We welcomed new members, Suzie Fagg and Kay Williams and were delighted to add Tonya Guillamun to our Bookers’ member list and hope she will be able to attend soon.

On the business side:

Our thoughts and prayers are with KK Mitchell as she recovers from a serious health scare. She is on the mend and in room 274 at UT Health Athens and is up to visitors this afternoon.

Our January 14th meeting will be held at the home of Jane Shaw who will be pulling double duty as hostess and discussion leader for this month’s selection, The Berry Pickers by Amanda Peters, a novel centered around a four-year-old girl who goes missing from the blueberry fields of Maine sparking a tragic mystery that haunts the survivors, unravels a community, and remains unsolved for nearly fifty years.

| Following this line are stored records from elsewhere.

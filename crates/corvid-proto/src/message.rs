//! Protocol line parsing.
//!
//! A line has the shape:
//!
//! ```text
//! [':' prefix ' '] command (' ' middle){0,14} [' ' [':'] trailing]
//! ```
//!
//! Parsing captures exactly four fields. Optional groups that are absent
//! come back as empty strings, never as missing values, so downstream
//! handler contracts stay stable.

use std::str::FromStr;

use nom::{
    bytes::complete::take_while1,
    character::complete::char,
    combinator::opt,
    sequence::preceded,
    IResult,
};
use smallvec::SmallVec;

use crate::error::{MessageParseError, ProtocolError};
use crate::prefix::validate_prefix;

/// Maximum number of middle parameters per line. Tokens past this
/// bound fold into the trailing parameter.
pub const MAX_MIDDLE_PARAMS: usize = 14;

/// One parsed protocol line.
///
/// All four fields are always present; an absent optional group yields an
/// empty string.
#[derive(Debug, Clone, PartialEq, Eq)]
pub struct Message {
    /// Sender prefix (`nick!user@host` or a server name), without the
    /// leading `:`. Empty when the line carried no prefix.
    pub prefix: String,
    /// The command verb or 3-digit numeric code.
    pub command: String,
    /// The middle-parameter span: tokens joined by single spaces. Empty
    /// when the line carried no middle parameters.
    pub middle: String,
    /// The trailing parameter, without its introducing `:`. May contain
    /// spaces. Empty when absent.
    pub trailing: String,
}

/// Parse the prefix segment (after `:`, up to the first space).
fn parse_prefix(input: &str) -> IResult<&str, &str> {
    preceded(char(':'), take_while1(|c| c != ' '))(input)
}

/// Parse the command token (contiguous non-space characters).
fn parse_command(input: &str) -> IResult<&str, &str> {
    take_while1(|c| c != ' ')(input)
}

/// Collect middle parameters and the trailing parameter from the rest of
/// the line.
///
/// A middle token starts with anything but `:`; at most
/// [`MAX_MIDDLE_PARAMS`] are taken. The first ` :` stops the middle run
/// and introduces the trailing parameter; once the middle run stops for
/// any other reason, a remaining ` rest` also becomes the trailing
/// parameter (with one optional leading `:` stripped), mirroring the
/// lenient grammar this client has always spoken.
fn parse_params(input: &str) -> (SmallVec<[&str; MAX_MIDDLE_PARAMS]>, &str) {
    let mut middles: SmallVec<[&str; MAX_MIDDLE_PARAMS]> = SmallVec::new();
    let mut rest = input;

    while middles.len() < MAX_MIDDLE_PARAMS {
        let Some(after_space) = rest.strip_prefix(' ') else {
            break;
        };
        let first = after_space.as_bytes().first().copied();
        if first.is_none() || first == Some(b':') || first == Some(b' ') {
            break;
        }
        let end = after_space.find(' ').unwrap_or(after_space.len());
        middles.push(&after_space[..end]);
        rest = &after_space[end..];
    }

    let trailing = match rest.strip_prefix(' ') {
        Some(tail) => tail.strip_prefix(':').unwrap_or(tail),
        None => "",
    };

    (middles, trailing)
}

impl Message {
    /// Parse one line (terminator optional) into a [`Message`].
    fn parse(line: &str) -> Result<Self, MessageParseError> {
        let line = line.trim_end_matches(['\r', '\n']);
        if line.is_empty() {
            return Err(MessageParseError::EmptyMessage);
        }

        let (rest, prefix) =
            opt(parse_prefix)(line).map_err(|_: nom::Err<nom::error::Error<&str>>| {
                MessageParseError::MissingCommand
            })?;
        let prefix = prefix.unwrap_or("");

        if !validate_prefix(prefix) {
            return Err(MessageParseError::InvalidPrefix(prefix.to_owned()));
        }

        // A prefix must be followed by a space and a command
        let rest = if prefix.is_empty() {
            rest
        } else {
            rest.strip_prefix(' ')
                .ok_or(MessageParseError::MissingCommand)?
        };

        let (rest, command) = parse_command(rest)
            .map_err(|_: nom::Err<nom::error::Error<&str>>| MessageParseError::MissingCommand)?;

        let (middles, trailing) = parse_params(rest);

        Ok(Message {
            prefix: prefix.to_owned(),
            command: command.to_owned(),
            middle: middles.join(" "),
            trailing: trailing.to_owned(),
        })
    }
}

impl FromStr for Message {
    type Err = ProtocolError;

    fn from_str(s: &str) -> Result<Message, Self::Err> {
        Message::parse(s).map_err(|cause| ProtocolError::InvalidMessage {
            string: s.trim_end_matches(['\r', '\n']).to_owned(),
            cause,
        })
    }
}
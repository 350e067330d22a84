//! Per-connection event loop.
//!
//! One cooperative loop drives everything for an established connection:
//! the framed read side (exactly one line in flight, parsed and
//! dispatched before the next read is armed) and the write side (only
//! the front buffer of the outbox is ever submitted, partial writes
//! trimmed as they complete). Both directions funnel every failure into
//! [`SessionEnd::Transport`] for the connection manager to act on.

use std::io;

use corvid_proto::{LineCodec, Message, ProtocolError};
use futures_util::StreamExt;
use tokio::io::{AsyncRead, AsyncWrite, AsyncWriteExt};
use tokio_util::codec::FramedRead;
use tracing::{debug, trace, warn};

use super::dispatch::{Context, Registry};
use super::outbox::Outbox;
use crate::config::Settings;

/// Why a session ended.
pub(crate) enum SessionEnd {
    /// A handler requested a deliberate stop; no reconnect.
    Shutdown,
    /// The transport failed; the connection manager restarts from
    /// resolution.
    Transport(io::Error),
}

/// Mutable per-connection state shared between the event loop and the
/// handler context. Reset wholesale on reconnect.
pub(crate) struct SessionState {
    pub(crate) outbox: Outbox,
    pub(crate) shutdown: bool,
}

impl SessionState {
    pub(crate) fn new(max_pending: usize) -> Self {
        Self {
            outbox: Outbox::new(max_pending),
            shutdown: false,
        }
    }
}

/// Drive one established connection until it fails or a handler asks to
/// stop.
///
/// The caller has already enqueued the identification lines and run the
/// on-connect callbacks; this loop transmits whatever is pending and
/// processes inbound lines one at a time.
pub(crate) async fn run_session<S>(
    stream: S,
    registry: &mut Registry,
    settings: &Settings,
    state: &mut SessionState,
) -> SessionEnd
where
    S: AsyncRead + AsyncWrite + Unpin,
{
    let (read_half, mut write_half) = tokio::io::split(stream);
    let mut lines = FramedRead::new(read_half, LineCodec::new());

    loop {
        if state.shutdown {
            flush_pending(&mut write_half, state).await;
            return SessionEnd::Shutdown;
        }
        if state.outbox.overflowed() {
            return SessionEnd::Transport(io::Error::other("write queue overflow"));
        }

        match state.outbox.front() {
            Some(chunk) => {
                // The write arm submits only the front buffer; dropping
                // the write future on a read wakeup is safe because a
                // single poll_write either transfers bytes or does
                // nothing.
                tokio::select! {
                    biased;
                    written = write_half.write(&chunk) => match written {
                        Ok(0) => {
                            return SessionEnd::Transport(io::Error::new(
                                io::ErrorKind::WriteZero,
                                "transport closed mid-write",
                            ));
                        }
                        Ok(n) => state.outbox.advance(n),
                        Err(e) => return SessionEnd::Transport(e),
                    },
                    item = lines.next() => {
                        if let Some(end) = on_read(item, registry, settings, state) {
                            return end;
                        }
                    }
                }
            }
            None => {
                let item = lines.next().await;
                if let Some(end) = on_read(item, registry, settings, state) {
                    return end;
                }
            }
        }
    }
}

/// Process one framed read completion. `None` keeps the loop running.
fn on_read(
    item: Option<Result<String, ProtocolError>>,
    registry: &mut Registry,
    settings: &Settings,
    state: &mut SessionState,
) -> Option<SessionEnd> {
    match item {
        Some(Ok(line)) => {
            trace!(line = %line, "recv");
            match line.parse::<Message>() {
                Ok(msg) => {
                    let mut ctx = Context {
                        outbox: &mut state.outbox,
                        nick: &settings.nick,
                        shutdown: &mut state.shutdown,
                    };
                    registry.dispatch(&mut ctx, &msg);
                }
                Err(e) => {
                    // Recoverable: skip the line, keep reading
                    warn!(error = %e, "ignoring unparseable line");
                }
            }
            None
        }
        Some(Err(ProtocolError::InvalidUtf8 { byte_pos })) => {
            warn!(byte_pos, "ignoring non-UTF-8 line");
            None
        }
        Some(Err(ProtocolError::Io(e))) => Some(SessionEnd::Transport(e)),
        Some(Err(e)) => {
            // Framing-level failure (oversized line): the buffer state is
            // unrecoverable, reconnect with fresh buffers
            Some(SessionEnd::Transport(io::Error::other(e.to_string())))
        }
        None => Some(SessionEnd::Transport(io::Error::new(
            io::ErrorKind::UnexpectedEof,
            "connection closed by server",
        ))),
    }
}

/// Best-effort flush of pending writes before a deliberate shutdown.
async fn flush_pending<W: AsyncWrite + Unpin>(write_half: &mut W, state: &mut SessionState) {
    for buf in state.outbox.drain() {
        if let Err(e) = write_half.write_all(&buf).await {
            debug!(error = %e, "flush on shutdown failed");
            return;
        }
    }
    let _ = write_half.shutdown().await;
}
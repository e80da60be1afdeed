//! API middleware components

pub mod permission;

pub use permission::{guarded, require_permission, PermissionGuard};
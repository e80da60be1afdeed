//! Shared helpers for the HTTP-level test suites.
//!
//! Every test builds its own router over a freshly seeded in-memory store:
//! teams Heat (1), Knicks (2), Nets (3); players Lebron James (1, Heat),
//! Jalen Brunson (2, Knicks), Luka Doncic (3, free agent).

// Each test binary uses a different subset of these helpers.
#![allow(dead_code)]

use axum::{
    body::Body,
    http::{header, Method, Request, StatusCode},
    Router,
};
use chrono::Duration;
use http_body_util::BodyExt;
use jsonwebtoken::Algorithm;
use serde_json::Value;
use tower::ServiceExt;

use bball_manager::api::{create_router_with_state, AppState};
use bball_manager::config::AuthConfig;
use bball_manager::create_token_verifier;
use bball_manager::domain::auth::{Permission, Role};
use bball_manager::infrastructure::auth::JwtSigner;
use bball_manager::infrastructure::storage::{seed_demo_data, RosterStorage};

pub const SECRET: &str = "integration-test-secret";
pub const ISSUER: &str = "https://bball.test/";
pub const AUDIENCE: &str = "bball";

pub fn auth_config() -> AuthConfig {
    AuthConfig {
        issuer: ISSUER.to_string(),
        audience: AUDIENCE.to_string(),
        algorithm: "HS256".to_string(),
        secret: Some(SECRET.to_string()),
        ..Default::default()
    }
}

/// Router over the demo roster, verifying HS256 tokens signed with [`SECRET`]
pub async fn seeded_app() -> Router {
    let storage = RosterStorage::in_memory();
    seed_demo_data(&storage).await.unwrap();

    let verifier = create_token_verifier(&auth_config()).unwrap();
    create_router_with_state(AppState::new(storage, verifier))
}

pub fn signer() -> JwtSigner {
    JwtSigner::hmac(SECRET.as_bytes(), Algorithm::HS256, ISSUER, AUDIENCE).unwrap()
}

pub fn token_with(permissions: &[Permission]) -> String {
    signer()
        .sign("auth0|tester", permissions, Duration::hours(1))
        .unwrap()
}

pub fn admin_token() -> String {
    token_with(&Role::Admin.permissions())
}

pub fn analyst_token() -> String {
    token_with(&Role::Analyst.permissions())
}

/// Send one request and decode the JSON response body
pub async fn send(
    app: &Router,
    method: Method,
    uri: &str,
    token: Option<&str>,
    body: Option<Value>,
) -> (StatusCode, Value) {
    let mut request = Request::builder().method(method).uri(uri);

    if let Some(token) = token {
        request = request.header(header::AUTHORIZATION, format!("Bearer {}", token));
    }

    let request = match body {
        Some(body) => request
            .header(header::CONTENT_TYPE, "application/json")
            .body(Body::from(serde_json::to_vec(&body).unwrap())),
        None => request.body(Body::empty()),
    }
    .unwrap();

    send_request(app, request).await
}

/// Send a prebuilt request and decode the JSON response body
pub async fn send_request(app: &Router, request: Request<Body>) -> (StatusCode, Value) {
    let response = app.clone().oneshot(request).await.unwrap();

    let status = response.status();
    let bytes = response.into_body().collect().await.unwrap().to_bytes();
    let json = if bytes.is_empty() {
        Value::Null
    } else {
        serde_json::from_slice(&bytes).unwrap()
    };

    (status, json)
}

pub fn assert_error(body: &Value, status: StatusCode, code: &str) {
    assert_eq!(body["success"], false);
    assert_eq!(body["error"], status.as_u16());
    assert_eq!(body["message"], code);
}
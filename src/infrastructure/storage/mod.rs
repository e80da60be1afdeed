//! Storage infrastructure - roster backends

mod factory;
mod in_memory;
mod postgres;
mod schema;
mod seed;

pub use factory::{RosterStorage, StorageConfig, StorageFactory, StorageType};
pub use in_memory::InMemoryRosterStore;
pub use postgres::{PostgresConfig, PostgresRosterStore};
pub use seed::{seed_demo_data, SeedSummary};
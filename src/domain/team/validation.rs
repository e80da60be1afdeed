//! Team validation

use thiserror::Error;

use crate::domain::DomainError;

/// Errors that can occur during team validation
#[derive(Debug, Error, Clone, PartialEq)]
pub enum TeamValidationError {
    #[error("Team name is required")]
    MissingName,

    #[error("Team name cannot be empty")]
    EmptyName,

    #[error("Team name cannot exceed {0} characters")]
    NameTooLong(usize),
}

const MAX_TEAM_NAME_LENGTH: usize = 120;

/// Validate a team name
pub fn validate_team_name(name: &str) -> Result<(), TeamValidationError> {
    if name.trim().is_empty() {
        return Err(TeamValidationError::EmptyName);
    }

    if name.chars().count() > MAX_TEAM_NAME_LENGTH {
        return Err(TeamValidationError::NameTooLong(MAX_TEAM_NAME_LENGTH));
    }

    Ok(())
}

impl From<TeamValidationError> for DomainError {
    fn from(err: TeamValidationError) -> Self {
        DomainError::validation(err.to_string())
    }
}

PWC Senior Friends 2nd annual Christmas party is today at 2:00 p.m. at the Mabank Nursing Home. Everyone is invited to help spread some holiday cheer to the residents of the facility.  The PWC Lunch out and a visit to the George W. Bush Presidential Library is Thursday, December 12th; Friday, December 13th is the Pinnacle Club Mingle & Jingle; and Saturday, December 14th is the PWC Christmas Progressive Dinner.

About the author:

Alison Espach’s novel, The Wedding People, is not only a bestseller, but a New York Times Editor’s Choice, a Today show Read with Jenna Book Club pick, a Barnes and Noble Book Club Pick, and the #1 Indie Next Pick for August 2024 and was just named Goodreads Readers’ Favorite Fiction for 2024. She is also the author of Notes on Your Sudden Disappearance, a Chicago Tribune and NPR “Best Book of 2022,” as well as The Adults, a New York Times Editor’s Choice and Barnes and Noble Discover pick. Her fictional audio series In-Depth Market Research Interviews with Dead People is an Audible Original. She has written for McSweeney’s, Vogue, Outside, LitHub, Joyland and others. She received her MFA from Washington University in St. Louis and now lives in Rhode Island where she is a professor of creative writing at Providence College. TriStar Pictures won the bidding rights to produce the film before it was released to the public.

Recap:

From my perspective as a fly on the wall, here’s what I’ve learned about “the wedding people” plus Phoebe Stone., a distraught professor of Victorian Literature. As you know flies do not have ears, but I was able to hear sounds through my antennae and I must say some of the language in this contemporary romantic/comedy was cringe-worthy and not for the faint of heart, the low point being when someone has sex with a vintage car’s tailpipe. I’m pretty sure flies cannot be prudes, but this fly also thought the F-bombs lost their impact due to overuse. That being said, the novel is a story of lovers who turn into strangers and strangers who turn into friends that reads like a guide to personhood. It was a glorious day in Newport, Rhode Island when Phoebe arrived at the oceanfront hotel, The Cornwall Inn, with only the clothes on her back and her dead cat’s painkillers, her plan, to slip away like sand between her fingers and quietly rid the planet of her worthlessness after her husband of twelve years left her for another woman. To her dismay, she was mistaken for a guest of the lavish week-long wedding celebration.  A chance encounter in the elevator with Lila, the privileged bridezilla, changed the course of both women’s lives forever. Lila thought she had accounted for every detail of the wedding week only to learn that Phoebe, the guest in the Penthouse, was bent on unceremoniously checking out of life. Lila begged her to at least wait a week until the event was over. Their unexpected meeting captured how a perfect stranger can sometimes be just the partner you need to get through a crisis as both Phoebe and Lila began to care about someone other than themselves.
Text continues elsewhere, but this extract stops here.